Découverte importante pour les soins et la recherche sur le VIH
Cette découverte est frappante, car jusqu'à présent, on pensait que l'administration très précoce d'inhibiteurs du VIH prévenait en réalité des dommages permanents au système immunitaire. Toutefois, les résultats actuels montrent que cet avantage n’est que temporaire. Godelieve de Bree, interniste-infectiologue à l'UMC d'Amsterdam : « Nos recherches montrent qu'après une infection aiguë par le VIH, il existe une période limitée pendant laquelle le système immunitaire répond encore normalement, mais que cette protection disparaît au fil des années, même avec un traitement réussi.
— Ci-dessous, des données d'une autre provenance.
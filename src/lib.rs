//! Conway's Game of Life (B3/S23) on a fixed-size torus.
#![warn(clippy::all)]

mod engine;
mod errors;
mod grid;
pub mod utils;

pub use engine::Mode;
pub use errors::{GridError, GridResult};
pub use grid::{Cell, Grid, Neighbors, NEIGHBORS};
pub use utils::Config;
Cela montre clairement que dans l'infection et le traitement du VIH, il est important de continuer à chercher des moyens de protéger le système immunitaire de manière véritablement durable.
Theo Geijtenbeek, professeur d'immunologie à l'UMC d'Amsterdam, souligne également l'importance de cette découverte.
C'est vraiment nouveau. Nos résultats montrent qu’un traitement précoce apporte effectivement un bénéfice temporaire, mais qu’après quelques années, une dérégulation persiste dans le système immunitaire. Nos résultats montrent que la soi-disant « fenêtre d’opportunité » dans laquelle le système immunitaire répond bien se situe probablement seulement dans les premiers mois après l’infection. »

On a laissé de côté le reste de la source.